▶ _DATA FOR ANALYSIS_
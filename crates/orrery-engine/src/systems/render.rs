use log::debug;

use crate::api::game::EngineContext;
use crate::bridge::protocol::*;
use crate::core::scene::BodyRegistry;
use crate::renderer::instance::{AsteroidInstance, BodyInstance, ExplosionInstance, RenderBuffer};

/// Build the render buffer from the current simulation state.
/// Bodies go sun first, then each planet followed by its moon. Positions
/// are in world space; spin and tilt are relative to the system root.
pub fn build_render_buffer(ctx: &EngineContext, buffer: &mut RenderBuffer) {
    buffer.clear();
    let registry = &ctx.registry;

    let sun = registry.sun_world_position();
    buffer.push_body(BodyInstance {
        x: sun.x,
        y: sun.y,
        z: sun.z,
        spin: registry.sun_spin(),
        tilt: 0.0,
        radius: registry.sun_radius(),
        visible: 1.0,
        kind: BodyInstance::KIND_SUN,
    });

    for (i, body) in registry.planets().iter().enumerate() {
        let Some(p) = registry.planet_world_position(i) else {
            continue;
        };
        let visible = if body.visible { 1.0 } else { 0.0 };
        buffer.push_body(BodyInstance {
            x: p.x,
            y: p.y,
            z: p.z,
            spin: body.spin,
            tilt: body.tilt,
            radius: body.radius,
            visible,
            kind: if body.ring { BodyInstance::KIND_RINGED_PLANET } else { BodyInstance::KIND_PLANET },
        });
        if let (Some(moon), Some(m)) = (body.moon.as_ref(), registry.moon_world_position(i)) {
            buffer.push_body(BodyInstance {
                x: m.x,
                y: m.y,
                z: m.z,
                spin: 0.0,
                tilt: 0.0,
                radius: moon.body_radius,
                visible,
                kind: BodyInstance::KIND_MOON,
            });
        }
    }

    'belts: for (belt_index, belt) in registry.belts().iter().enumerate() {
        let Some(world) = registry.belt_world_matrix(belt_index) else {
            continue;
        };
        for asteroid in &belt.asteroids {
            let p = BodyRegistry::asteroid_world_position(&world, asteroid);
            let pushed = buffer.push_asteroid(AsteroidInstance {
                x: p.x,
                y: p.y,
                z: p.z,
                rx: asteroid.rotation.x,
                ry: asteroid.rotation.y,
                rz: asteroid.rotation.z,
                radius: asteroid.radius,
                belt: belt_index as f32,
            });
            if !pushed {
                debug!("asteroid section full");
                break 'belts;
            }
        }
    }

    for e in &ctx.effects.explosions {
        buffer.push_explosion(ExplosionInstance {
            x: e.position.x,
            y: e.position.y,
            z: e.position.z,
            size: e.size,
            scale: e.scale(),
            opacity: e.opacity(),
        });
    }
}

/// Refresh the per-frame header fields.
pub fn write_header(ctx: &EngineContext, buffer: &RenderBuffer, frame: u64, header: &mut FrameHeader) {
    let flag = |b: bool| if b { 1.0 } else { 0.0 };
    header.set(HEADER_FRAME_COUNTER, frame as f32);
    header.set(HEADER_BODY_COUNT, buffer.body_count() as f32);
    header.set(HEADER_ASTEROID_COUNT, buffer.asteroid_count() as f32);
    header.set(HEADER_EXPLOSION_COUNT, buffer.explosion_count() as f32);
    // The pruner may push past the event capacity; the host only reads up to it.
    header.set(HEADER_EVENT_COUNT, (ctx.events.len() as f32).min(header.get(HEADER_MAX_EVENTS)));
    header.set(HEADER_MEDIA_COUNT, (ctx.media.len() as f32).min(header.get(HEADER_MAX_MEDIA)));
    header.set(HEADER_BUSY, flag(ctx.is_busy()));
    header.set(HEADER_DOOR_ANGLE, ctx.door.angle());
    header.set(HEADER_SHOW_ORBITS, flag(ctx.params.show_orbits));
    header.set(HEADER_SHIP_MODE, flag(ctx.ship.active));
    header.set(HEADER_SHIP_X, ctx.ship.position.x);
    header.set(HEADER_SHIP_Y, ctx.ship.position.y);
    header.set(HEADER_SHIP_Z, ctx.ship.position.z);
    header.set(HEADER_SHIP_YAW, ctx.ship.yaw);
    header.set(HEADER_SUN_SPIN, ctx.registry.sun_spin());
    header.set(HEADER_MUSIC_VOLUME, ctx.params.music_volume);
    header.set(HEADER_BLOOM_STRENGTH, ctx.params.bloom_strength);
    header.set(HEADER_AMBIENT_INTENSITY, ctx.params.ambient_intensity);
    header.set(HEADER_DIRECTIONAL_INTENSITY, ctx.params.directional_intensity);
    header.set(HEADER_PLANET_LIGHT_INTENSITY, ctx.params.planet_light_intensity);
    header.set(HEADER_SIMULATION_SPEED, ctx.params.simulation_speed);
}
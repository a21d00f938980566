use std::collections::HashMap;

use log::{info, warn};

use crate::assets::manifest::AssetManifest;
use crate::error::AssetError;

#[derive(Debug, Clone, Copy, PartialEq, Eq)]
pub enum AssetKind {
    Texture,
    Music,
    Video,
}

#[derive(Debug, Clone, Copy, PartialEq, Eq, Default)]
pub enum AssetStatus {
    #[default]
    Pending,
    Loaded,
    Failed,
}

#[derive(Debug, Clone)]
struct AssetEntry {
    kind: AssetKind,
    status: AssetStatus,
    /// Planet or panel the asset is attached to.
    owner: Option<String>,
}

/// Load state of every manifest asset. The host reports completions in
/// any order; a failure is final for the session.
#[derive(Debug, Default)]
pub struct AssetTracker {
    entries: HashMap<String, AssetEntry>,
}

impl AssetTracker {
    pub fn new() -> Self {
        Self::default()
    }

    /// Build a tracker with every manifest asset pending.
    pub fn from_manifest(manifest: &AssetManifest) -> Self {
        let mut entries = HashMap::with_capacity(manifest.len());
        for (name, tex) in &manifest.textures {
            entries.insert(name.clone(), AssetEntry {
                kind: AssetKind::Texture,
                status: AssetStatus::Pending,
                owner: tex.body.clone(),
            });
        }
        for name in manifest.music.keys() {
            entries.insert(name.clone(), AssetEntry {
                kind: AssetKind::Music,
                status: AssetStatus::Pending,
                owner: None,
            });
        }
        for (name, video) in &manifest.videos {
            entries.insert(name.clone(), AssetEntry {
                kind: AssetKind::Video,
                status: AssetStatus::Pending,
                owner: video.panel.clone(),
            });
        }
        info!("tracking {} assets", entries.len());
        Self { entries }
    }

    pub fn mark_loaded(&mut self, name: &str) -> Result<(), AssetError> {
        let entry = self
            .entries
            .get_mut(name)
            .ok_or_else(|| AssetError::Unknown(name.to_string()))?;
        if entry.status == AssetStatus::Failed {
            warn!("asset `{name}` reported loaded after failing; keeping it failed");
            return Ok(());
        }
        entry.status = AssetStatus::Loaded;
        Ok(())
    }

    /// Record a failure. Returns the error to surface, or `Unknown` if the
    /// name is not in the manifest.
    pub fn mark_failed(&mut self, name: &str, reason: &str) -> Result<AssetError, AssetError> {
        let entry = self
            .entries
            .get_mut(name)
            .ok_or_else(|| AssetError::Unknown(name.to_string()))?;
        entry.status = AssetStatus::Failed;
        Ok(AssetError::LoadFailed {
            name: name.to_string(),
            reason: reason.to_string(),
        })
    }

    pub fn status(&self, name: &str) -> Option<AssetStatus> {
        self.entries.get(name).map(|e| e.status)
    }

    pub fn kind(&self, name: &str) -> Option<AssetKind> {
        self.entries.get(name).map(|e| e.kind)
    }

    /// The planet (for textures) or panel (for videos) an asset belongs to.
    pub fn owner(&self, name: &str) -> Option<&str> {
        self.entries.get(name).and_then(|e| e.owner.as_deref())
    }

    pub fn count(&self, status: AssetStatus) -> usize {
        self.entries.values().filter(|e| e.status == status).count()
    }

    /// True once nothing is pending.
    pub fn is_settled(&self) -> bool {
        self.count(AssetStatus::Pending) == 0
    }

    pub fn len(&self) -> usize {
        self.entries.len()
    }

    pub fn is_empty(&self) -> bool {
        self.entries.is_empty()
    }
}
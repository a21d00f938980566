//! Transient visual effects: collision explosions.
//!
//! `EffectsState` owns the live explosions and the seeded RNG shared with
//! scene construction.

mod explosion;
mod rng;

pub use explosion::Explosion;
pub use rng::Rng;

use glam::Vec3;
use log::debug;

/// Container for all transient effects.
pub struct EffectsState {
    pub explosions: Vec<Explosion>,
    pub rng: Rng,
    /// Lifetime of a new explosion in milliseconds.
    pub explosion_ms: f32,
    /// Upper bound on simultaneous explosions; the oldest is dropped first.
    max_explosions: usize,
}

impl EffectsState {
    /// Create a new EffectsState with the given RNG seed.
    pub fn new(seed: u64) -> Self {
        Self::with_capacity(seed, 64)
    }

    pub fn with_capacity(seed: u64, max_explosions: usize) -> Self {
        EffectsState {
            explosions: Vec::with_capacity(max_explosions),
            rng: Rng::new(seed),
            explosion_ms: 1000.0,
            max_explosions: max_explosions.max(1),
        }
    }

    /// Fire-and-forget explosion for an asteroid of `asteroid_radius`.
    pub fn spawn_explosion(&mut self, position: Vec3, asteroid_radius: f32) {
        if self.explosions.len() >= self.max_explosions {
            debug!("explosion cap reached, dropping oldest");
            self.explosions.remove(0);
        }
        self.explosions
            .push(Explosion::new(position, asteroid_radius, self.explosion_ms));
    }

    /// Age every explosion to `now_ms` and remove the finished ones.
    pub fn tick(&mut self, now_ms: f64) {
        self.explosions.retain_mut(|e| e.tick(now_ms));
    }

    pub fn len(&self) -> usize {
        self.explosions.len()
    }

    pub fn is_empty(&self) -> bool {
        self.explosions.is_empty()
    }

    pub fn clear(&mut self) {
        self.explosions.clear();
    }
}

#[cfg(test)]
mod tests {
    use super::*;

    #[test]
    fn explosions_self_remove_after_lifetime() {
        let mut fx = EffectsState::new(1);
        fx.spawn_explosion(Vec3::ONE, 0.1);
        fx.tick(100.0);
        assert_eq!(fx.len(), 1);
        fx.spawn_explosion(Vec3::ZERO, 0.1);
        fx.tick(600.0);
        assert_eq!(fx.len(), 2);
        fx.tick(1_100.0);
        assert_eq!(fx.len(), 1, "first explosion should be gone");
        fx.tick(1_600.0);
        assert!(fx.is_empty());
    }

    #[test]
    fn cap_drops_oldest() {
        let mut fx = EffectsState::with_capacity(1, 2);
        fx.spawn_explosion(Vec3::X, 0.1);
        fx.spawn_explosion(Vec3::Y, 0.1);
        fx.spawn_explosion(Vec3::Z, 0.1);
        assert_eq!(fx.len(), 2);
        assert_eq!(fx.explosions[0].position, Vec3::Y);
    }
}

▶ _DIRECTIONS_
Determine how many lines above contain the word "manifest", then give the number by itself.

▶ _TASK RESPONSE_
9